- Yerecoin
- Interactive map of Yerecoin
- Coordinates: 30°55′00″S 116°23′00″E﻿ / ﻿30.91667°S 116.38333°E
- Country: Australia
- State: Western Australia
- LGA: Shire of Victoria Plains;
- Location: 156 km (97 mi) NNE of Perth; 35 km (22 mi) W of Wongan Hills; 21 km (13 mi) N of Calingiri;
- Established: 1920s

Government
- • State electorate: Moore;
- • Federal division: Durack;

Area
- • Total: 161.2 km^{2} (62.2 sq mi)

Population
- • Total: 67 (SAL 2021)
- Postcode: 6571

= Yerecoin, Western Australia =

Town in the Wheatbelt region of Western Australia

Yerecoin is a small town located in the Wheatbelt region of Western Australia, in the Shire of Victoria Plains,156 km north-northeast of the state capital, Perth.

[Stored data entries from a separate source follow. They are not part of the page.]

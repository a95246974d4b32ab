//! Surrogate model abstraction used by the optimizer.
//!
//! The optimizer does not implement Gaussian process regression itself; it
//! drives any probabilistic regressor exposing the capabilities below:
//! training-data slots, an acquisition criterion with its gradient, a
//! fitting objective with local-optimizer hooks for the model's own
//! hyperparameters, and posterior hyperparameter sampling.

use crate::errors::Result;
use dyn_clonable::*;
use ndarray::{Array1, Array2, ArrayView1, ArrayView2};
use rand_xoshiro::Xoshiro256Plus;
use serde::{Deserialize, Serialize};

/// Correlation kernel specification for the surrogate model
#[derive(Clone, Copy, Debug, PartialEq, Eq, Serialize, Deserialize)]
pub enum KernelSpec {
    /// Squared exponential correlation model
    SquaredExponential,
    /// Absolute exponential correlation model
    AbsoluteExponential,
    /// Matern 3/2 correlation model
    Matern32,
    /// Matern 5/2 correlation model
    Matern52,
}

/// Mean (trend) function specification for the surrogate model
#[derive(Clone, Copy, Debug, PartialEq, Eq, Serialize, Deserialize)]
pub enum MeanSpec {
    /// Constant mean function
    Constant,
    /// Linear mean function
    Linear,
    /// Quadratic mean function
    Quadratic,
}

/// A structured set of hyperparameter samples drawn from the posterior.
///
/// Rows are samples, columns are hyperparameters named by `names`.
#[derive(Clone, Debug, Serialize, Deserialize)]
pub struct ParamSamples {
    /// Hyperparameter names, one per column of `values`
    pub names: Vec<String>,
    /// Sample values as a (n_samples, n_params) matrix
    pub values: Array2<f64>,
}

/// A trait for surrogate models of the objective function.
///
/// Implementations are expected to be Gaussian-process-like regressors: the
/// optimizer feeds them the (normalized) observations gathered so far, asks
/// them to refit their hyperparameters through the hooks below, and
/// minimizes their acquisition criterion to select the next evaluation
/// batch.
#[clonable]
pub trait SurrogateModel: Clone + Send + Sync {
    /// Replace the training data with inputs `xt` and (normalized) targets `yt`
    fn set_training_data(&mut self, xt: &ArrayView2<f64>, yt: &ArrayView1<f64>) -> Result<()>;

    /// Acquisition criterion value and gradient at a candidate batch.
    ///
    /// `x` is a (batch_size, nx) matrix; the returned gradient has the same
    /// shape. The value is the quantity to *minimize*: implementations
    /// typically return a negated improvement-based criterion. Criteria may
    /// couple the points of the batch, e.g. to penalize near-duplicates.
    fn acquisition(&self, x: &ArrayView2<f64>) -> Result<(f64, Array2<f64>)>;

    /// Make the fitting objective evaluable.
    ///
    /// Called exactly once before a sequence of fitting restarts. Must be
    /// idempotent: a model that is already prepared returns immediately.
    fn prepare_fit(&mut self) -> Result<()>;

    /// Fitting objective (e.g. negative log marginal likelihood) at `params`
    fn fit_objective(&self, params: &ArrayView1<f64>) -> Result<f64>;

    /// Current hyperparameter vector
    fn params(&self) -> Array1<f64>;

    /// Overwrite the hyperparameter vector
    fn set_params(&mut self, params: &ArrayView1<f64>);

    /// Draw a fresh random hyperparameter vector within valid ranges
    fn randomize_params(&mut self, rng: &mut Xoshiro256Plus);

    /// Run the model's own local optimizer on the fitting objective,
    /// starting from the current hyperparameters
    fn optimize_params(&mut self) -> Result<()>;

    /// Draw `n_samples` hyperparameter samples from the posterior
    fn sample_posterior(&self, n_samples: usize, rng: &mut Xoshiro256Plus)
        -> Result<ParamSamples>;
}

/// A trait for surrogate model construction.
///
/// A builder is configured from [`crate::BoConfig`] specifications then
/// asked to produce the model trained along the run.
pub trait SurrogateBuilder: Clone + Serialize + Sync {
    /// Sets the correlation kernel used by the model
    fn set_kernel_spec(&mut self, kernel: KernelSpec);

    /// Sets the mean function used by the model; `None` means zero mean
    fn set_mean_spec(&mut self, mean: Option<MeanSpec>);

    /// Fix the observation noise variance to a known value.
    ///
    /// A provided variance is held constant and excluded from fitting;
    /// `None` lets the model fit its own noise level.
    fn set_fixed_noise(&mut self, variance: Option<f64>);

    /// Build a surrogate model for the given (nx, 2) design space bounds
    fn build(&self, xlimits: &ArrayView2<f64>) -> Result<Box<dyn SurrogateModel>>;
}
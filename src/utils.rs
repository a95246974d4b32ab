use ndarray::{ArrayBase, Data, Ix2};
use ndarray_stats::QuantileExt;

/// Find the index of the minimal objective value (first column) in the
/// observed outputs. Ties resolve to the earliest row, so a point evaluated
/// first keeps its rank against later duplicates.
pub fn find_best_index<F: PartialOrd>(y_data: &ArrayBase<impl Data<Elem = F>, Ix2>) -> usize {
    y_data
        .column(0)
        .argmin()
        .expect("data holds at least one evaluated point")
}
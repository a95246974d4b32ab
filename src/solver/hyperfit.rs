//! Multistart optimization of the surrogate model hyperparameters.

use crate::errors::{BoError, Result};
use crate::surrogate::SurrogateModel;

use log::{debug, warn};
use rand_xoshiro::Xoshiro256Plus;

/// Fit the model hyperparameters with a best-of-N multistart strategy.
///
/// The parameter state at entry is the initial incumbent, so the model
/// never leaves this function worse (by its own fitting objective) than it
/// entered, whatever the restart count. Each restart randomizes the
/// parameters, runs the model's own local optimizer to convergence and
/// reads back the reached optimum. A failing restart is discarded with a
/// diagnostic and the loop goes on; a cancellation is re-raised
/// immediately. Selection is by strictly smaller objective value, so ties
/// keep the earliest candidate, the incumbent included.
///
/// Trials run sequentially: each one needs exclusive mutating access to the
/// one model instance.
pub(crate) fn optimize_restarts(
    model: &mut dyn SurrogateModel,
    restarts: usize,
    rng: &mut Xoshiro256Plus,
) -> Result<()> {
    model.prepare_fit()?;

    let mut par_min = model.params();
    let mut val_min = model.fit_objective(&par_min.view())?;
    debug!("Hyperparameter fit: initial objective = {val_min}");

    for trial in 0..restarts {
        let outcome = run_trial(model, rng);
        match outcome {
            Ok((val, par)) => {
                if val < val_min {
                    debug!("Hyperparameter restart {trial}: {val} < {val_min}");
                    val_min = val;
                    par_min = par;
                }
            }
            Err(BoError::CancellationError) => return Err(BoError::CancellationError),
            Err(err) => {
                warn!("Hyperparameter restart {trial} failed: {err}");
            }
        }
    }

    model.set_params(&par_min.view());
    Ok(())
}

/// One randomize-then-optimize trial; a NaN objective counts as a failure
fn run_trial(
    model: &mut dyn SurrogateModel,
    rng: &mut Xoshiro256Plus,
) -> Result<(f64, ndarray::Array1<f64>)> {
    model.randomize_params(rng);
    model.optimize_params()?;
    let par = model.params();
    let val = model.fit_objective(&par.view())?;
    if val.is_nan() {
        return Err(BoError::SurrogateError(
            "fitting objective is NaN".to_string(),
        ));
    }
    Ok((val, par))
}
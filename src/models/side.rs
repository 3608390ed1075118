use serde::{Deserialize, Serialize};
use std::fmt;
use std::str::FromStr;

use crate::error::ValidationError;

#[derive(Debug, Clone, Copy, PartialEq, Eq, Hash, Serialize, Deserialize)]
#[serde(rename_all = "UPPERCASE")]
pub enum Side {
    Long,
    Short,
}

impl fmt::Display for Side {
    fn fmt(&self, f: &mut fmt::Formatter<'_>) -> fmt::Result {
        write!(f, "{}", self.as_str())
    }
}

impl FromStr for Side {
    type Err = ValidationError;

    fn from_str(s: &str) -> Result<Self, Self::Err> {
        match s.trim().to_ascii_uppercase().as_str() {
            "LONG" => Ok(Side::Long),
            "SHORT" => Ok(Side::Short),
            _ => Err(ValidationError::InvalidSide(s.to_string())),
        }
    }
}

impl Side {
    pub fn as_str(&self) -> &'static str {
        match self {
            Side::Long => "LONG",
            Side::Short => "SHORT",
        }
    }

    /// Signed distance from an entry level to the stop. Positive means the
    /// level sits on the correct side of the stop for this side.
    pub fn distance_to_stop(&self, level: f64, stop_loss: f64) -> f64 {
        match self {
            Side::Long => level - stop_loss,
            Side::Short => stop_loss - level,
        }
    }
}
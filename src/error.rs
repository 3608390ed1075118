use crate::models::Side;

/// Reasons a plan cannot be computed. Every variant aborts the whole call.
#[derive(Debug, Clone, PartialEq, thiserror::Error)]
pub enum ValidationError {
    #[error("at least one entry level (limit) is required")]
    NoLevels,
    #[error("stop loss must be a finite number, got {0}")]
    InvalidStopLoss(f64),
    #[error("account size must be finite and > 0, got {0}")]
    InvalidAccountSize(f64),
    #[error("leverage must be finite and > 0, got {0}")]
    InvalidLeverage(f64),
    #[error("risk percent must lie in (0, 1), got {0}")]
    InvalidRiskPercent(f64),
    #[error("weights invalid for {levels} level(s): {weights:?}")]
    InvalidWeights { levels: usize, weights: Vec<f64> },
    #[error("target profit percents invalid for {levels} level(s): {percents:?}")]
    InvalidTargetProfitPercents { levels: usize, percents: Vec<f64> },
    #[error("fee per unit must be finite and >= 0, got {0}")]
    InvalidFeePerUnit(f64),
    #[error("{field} must be at most {max} decimal places, got {value}")]
    InvalidPrecision {
        field: &'static str,
        value: u32,
        max: u32,
    },
    #[error("{side} level {level} is on the wrong side of stop loss {stop_loss} (distance must be > 0)")]
    WrongSideOfStop {
        side: Side,
        level: f64,
        stop_loss: f64,
    },
    #[error("invalid aggregate quantity {qty} at stage {stage}")]
    InvalidAggregateQuantity { stage: usize, qty: f64 },
    #[error("take profit at stage {stage} is not a finite price ({price})")]
    InvalidTakeProfit { stage: usize, price: f64 },
    #[error("profit target at stage {stage} is not a finite amount ({amount})")]
    InvalidTargetAmount { stage: usize, amount: f64 },
    #[error("unknown side '{0}', expected LONG or SHORT")]
    InvalidSide(String),
}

The surrounding areas produce wheat and other cereal crops.The town also has many sheep and/or cattle farmers. The town is a receival site for the CBH Group.

==History==
Yerecoin was the Aboriginal name for a nearby well, first recorded by a surveyor in 1879. It was first established as a railway station on a new line north from Toodyay, which was approved in 1914 and was extended from Bolgart to Calingiri in 1917 and further to Piawaning (10 km north of Yerecoin) in 1919. The surrounding land was owned by the Midland Railway Company, and was not subdivided by the company until 1925. The company also set aside 200 acre for a townsite at Yerecoin, but the land was sold to one owner, and development of the townsite area was slow. A school was opened in 1927, and was followed by other community buildings. The town was gazetted in 1966.